▸ Exercise goal:
Nothing but the lines from the top of the following entries through the line with "count was zero." should be printed, exactly as they are.

▸ Available data:
use crate::metrics::MetricsSnapshot;
use crate::ring::Ring;
use crate::slot::SubmitQueue;
use crate::{Config, OverflowPolicy};
use crossbeam_utils::CachePadded;
use std::sync::atomic::{AtomicBool, AtomicU64, AtomicUsize, Ordering};
use std::sync::Arc;
use thiserror::Error;

/// Error types for dumper operations.
#[derive(Debug, Clone, Copy, PartialEq, Eq, Error)]
pub enum DumperError {
    /// Queue capacity was zero (or never configured).
    #[error("queue capacity must be nonzero")]
    ZeroCapacity,
    /// Producer slot count was zero.
    #[error("producer count must be nonzero")]
    ZeroProducers,
    /// Every producer slot is already bound to a handle.
    #[error("all producer slots taken (max: {max})")]
    TooManyProducers {
        /// The configured number of producer slots.
        max: usize,
    },
    /// The single consumer handle is already live.
    #[error("consumer handle already taken")]
    ConsumerTaken,
    /// Reconfiguration attempted while producer/drainer handles (or clones
    /// of the dumper) are live.
    #[error("cannot reconfigure while handles are live")]
    Active,
}

/// Multi-producer single-consumer batching queue.
///
/// Owns one [`SubmitQueue`] per producer slot. Producers bind to a slot via
/// [`register`](Dumper::register) and submit through the returned handle;
/// the one consumer takes a [`Drainer`] and periodically sweeps every slot,
/// exchanging whole buffers instead of copying items.
///
/// Producers on different slots share no lock, so they never contend with
/// each other; a producer only ever contends with the drainer, and only for
/// the duration of one O(1) insert or one O(1) buffer swap.
pub struct Dumper<T> {
    inner: Arc<DumperInner<T>>,
}

struct DumperInner<T> {
    /// One submission queue per producer slot, in registration order.
    /// CachePadded so neighboring slots' lock words do not false-share.
    slots: Vec<CachePadded<SubmitQueue<T>>>,
    /// Number of producer handles handed out.
    registered: AtomicUsize,
    /// Whether the single drainer handle is live.
    consumer_taken: AtomicBool,
    /// Completed sweeps over the whole slot collection.
    drain_passes: AtomicU64,
    config: Config,
}

fn build_slots<T>(config: &Config) -> Vec<CachePadded<SubmitQueue<T>>> {
    (0..config.producers)
        .map(|_| {
            let slot = SubmitQueue::new(config.policy, config.full_backoff, config.enable_metrics);
            slot.reserve(config.capacity);
            CachePadded::new(slot)
        })
        .collect()
}

impl<T> Dumper<T> {
    /// Creates a dumper with `config.producers` slots of `config.capacity`
    /// items each.
    ///
    /// Fails fast on a zero capacity or zero producer count instead of
    /// deferring the misuse to the first submit.
    pub fn new(config: Config) -> Result<Self, DumperError> {
        if config.capacity == 0 {
            return Err(DumperError::ZeroCapacity);
        }
        if config.producers == 0 {
            return Err(DumperError::ZeroProducers);
        }

        Ok(Self {
            inner: Arc::new(DumperInner {
                slots: build_slots(&config),
                registered: AtomicUsize::new(0),
                consumer_taken: AtomicBool::new(false),
                drain_passes: AtomicU64::new(0),
                config,
            }),
        })
    }

    /// Recreates the slot collection with `producers` slots, discarding any
    /// buffered items and prior registrations.
    ///
    /// Only valid before any handle (producer or drainer) or clone of this
    /// dumper exists; otherwise returns [`DumperError::Active`]. Exclusive
    /// ownership of the shared state is the guard, so the check cannot
    /// drift from reality.
    pub fn set_producer_count(&mut self, producers: usize) -> Result<(), DumperError> {
        if producers == 0 {
            return Err(DumperError::ZeroProducers);
        }

        let inner = Arc::get_mut(&mut self.inner).ok_or(DumperError::Active)?;
        inner.config.producers = producers;
        inner.slots = build_slots(&inner.config);
        inner.registered.store(0, Ordering::Relaxed);
        Ok(())
    }

    /// Re-reserves every slot (and the scratch geometry) at `capacity`
    /// items, discarding any buffered items.
    ///
    /// Same activity guard as [`set_producer_count`](Self::set_producer_count).
    pub fn set_capacity(&mut self, capacity: usize) -> Result<(), DumperError> {
        if capacity == 0 {
            return Err(DumperError::ZeroCapacity);
        }

        let inner = Arc::get_mut(&mut self.inner).ok_or(DumperError::Active)?;
        inner.config.capacity = capacity;
        for slot in &inner.slots {
            slot.reserve(capacity);
        }
        Ok(())
    }

    /// Binds the next free slot and returns its producer handle.
    pub fn register(&self) -> Result<Producer<T>, DumperError> {
        let id = self.inner.registered.fetch_add(1, Ordering::SeqCst);
        if id >= self.inner.config.producers {
            self.inner.registered.fetch_sub(1, Ordering::SeqCst);
            return Err(DumperError::TooManyProducers {
                max: self.inner.config.producers,
            });
        }

        Ok(Producer {
            inner: Arc::clone(&self.inner),
            id,
        })
    }

    /// Takes the single consumer handle, which owns the scratch buffer used
    /// for every exchange.
    ///
    /// A second call fails with [`DumperError::ConsumerTaken`] until the
    /// first drainer is dropped: draining is single-consumer by contract,
    /// and this guard turns a concurrent-drain mistake into an error at
    /// handle creation instead of corrupted buffers at runtime.
    pub fn drainer(&self) -> Result<Drainer<T>, DumperError> {
        if self
            .inner
            .consumer_taken
            .compare_exchange(false, true, Ordering::AcqRel, Ordering::Acquire)
            .is_err()
        {
            return Err(DumperError::ConsumerTaken);
        }

        Ok(Drainer {
            scratch: Ring::with_capacity(self.inner.config.capacity),
            inner: Arc::clone(&self.inner),
        })
    }

    /// Returns the number of producer slots.
    pub fn slot_count(&self) -> usize {
        self.inner.config.producers
    }

    /// Returns the number of producers registered so far.
    pub fn registered_producers(&self) -> usize {
        self.inner
            .registered
            .load(Ordering::Acquire)
            .min(self.inner.config.producers)
    }

    /// Returns the active configuration.
    pub fn config(&self) -> &Config {
        &self.inner.config
    }

    /// Aggregated counter snapshot across all slots, if metrics are enabled.
    pub fn metrics(&self) -> MetricsSnapshot {
        let mut m = MetricsSnapshot::default();
        if !self.inner.config.enable_metrics {
            return m;
        }

        for slot in &self.inner.slots {
            let s = slot.metrics().snapshot();
            m.submitted += s.submitted;
            m.drained += s.drained;
            m.overwritten += s.overwritten;
            m.full_stalls += s.full_stalls;
        }
        m.drain_passes = self.inner.drain_passes.load(Ordering::Relaxed);
        m
    }
}

impl<T> Clone for Dumper<T> {
    fn clone(&self) -> Self {
        Self {
            inner: Arc::clone(&self.inner),
        }
    }
}

/// Producer handle bound to one slot.
///
/// Submitting through the handle is the only way to reach a slot, so the
/// one-producer-per-slot invariant holds by construction.
pub struct Producer<T> {
    inner: Arc<DumperInner<T>>,
    id: usize,
}

// Note: Producer intentionally does NOT implement Clone. Two clones could
// submit to the same slot concurrently; that is safe (the slot lock covers
// it) but silently serializes producers that believe they are independent.

impl<T> Producer<T> {
    /// Returns the slot index this producer is bound to.
    #[inline]
    pub fn id(&self) -> usize {
        self.id
    }

    /// Returns the overflow policy in effect for this slot.
    #[inline]
    pub fn policy(&self) -> OverflowPolicy {
        self.inner.slots[self.id].policy()
    }

    /// Transfers `item` into this producer's queue.
    ///
    /// Under [`OverflowPolicy::Bounded`] this blocks (sleep-and-retry) while
    /// the queue is full and never drops an item; liveness depends on the
    /// consumer continuing to drain. Under [`OverflowPolicy::Overwrite`] it
    /// returns immediately, shedding the oldest undrained item when full.
    #[inline]
    pub fn submit(&self, item: T) {
        self.inner.slots[self.id].submit(item);
    }
}

/// The single consumer handle.
///
/// Owns the scratch ring used as the exchange target, so the scratch buffer
/// is single-owner by the type system; `drain(&mut self)` plus the handout
/// guard in [`Dumper::drainer`] make concurrent or re-entrant drains
/// unrepresentable.
pub struct Drainer<T> {
    scratch: Ring<T>,
    inner: Arc<DumperInner<T>>,
}

impl<T> Drainer<T> {
    /// Sweeps every slot in index order: exchange the slot's buffer with the
    /// (empty) scratch ring, feed the collected items to `on_item` oldest
    /// first, and leave the scratch empty again for the next slot.
    ///
    /// `on_item` runs with no lock held, so it may take arbitrary time
    /// without blocking producers on other slots - it only delays the
    /// draining of subsequent slots within this same call. Items submitted
    /// while the sweep is in flight land in this pass or the next one;
    /// there is no cross-slot ordering.
    ///
    /// Returns the number of items delivered.
    pub fn drain<F>(&mut self, mut on_item: F) -> usize
    where
        F: FnMut(T),
    {
        let enable_metrics = self.inner.config.enable_metrics;
        let mut total = 0;

        for slot in &self.inner.slots {
            slot.exchange(&mut self.scratch);

            let batch = self.scratch.len();
            for item in self.scratch.drain() {
                on_item(item);
            }

            if enable_metrics && batch > 0 {
                slot.metrics().add_drained(batch as u64);
            }
            total += batch;
        }

        if enable_metrics {
            self.inner.drain_passes.fetch_add(1, Ordering::Relaxed);
        }
        total
    }

    /// Returns the number of producer slots this drainer sweeps.
    pub fn slot_count(&self) -> usize {
        self.inner.config.producers
    }
}

impl<T> Drop for Drainer<T> {
    fn drop(&mut self) {
        // Release the consumer role so a replacement drainer can be taken.
        self.inner.consumer_taken.store(false, Ordering::Release);
    }
}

▸ Result:
use crate::metrics::MetricsSnapshot;
use crate::ring::Ring;
use crate::slot::SubmitQueue;
use crate::{Config, OverflowPolicy};
use crossbeam_utils::CachePadded;
use std::sync::atomic::{AtomicBool, AtomicU64, AtomicUsize, Ordering};
use std::sync::Arc;
use thiserror::Error;

/// Error types for dumper operations.
#[derive(Debug, Clone, Copy, PartialEq, Eq, Error)]
pub enum DumperError {
    /// Queue capacity was zero (or never configured).
    #[error("queue capacity must be nonzero")]
    ZeroCapacity,
    /// Producer slot count was zero.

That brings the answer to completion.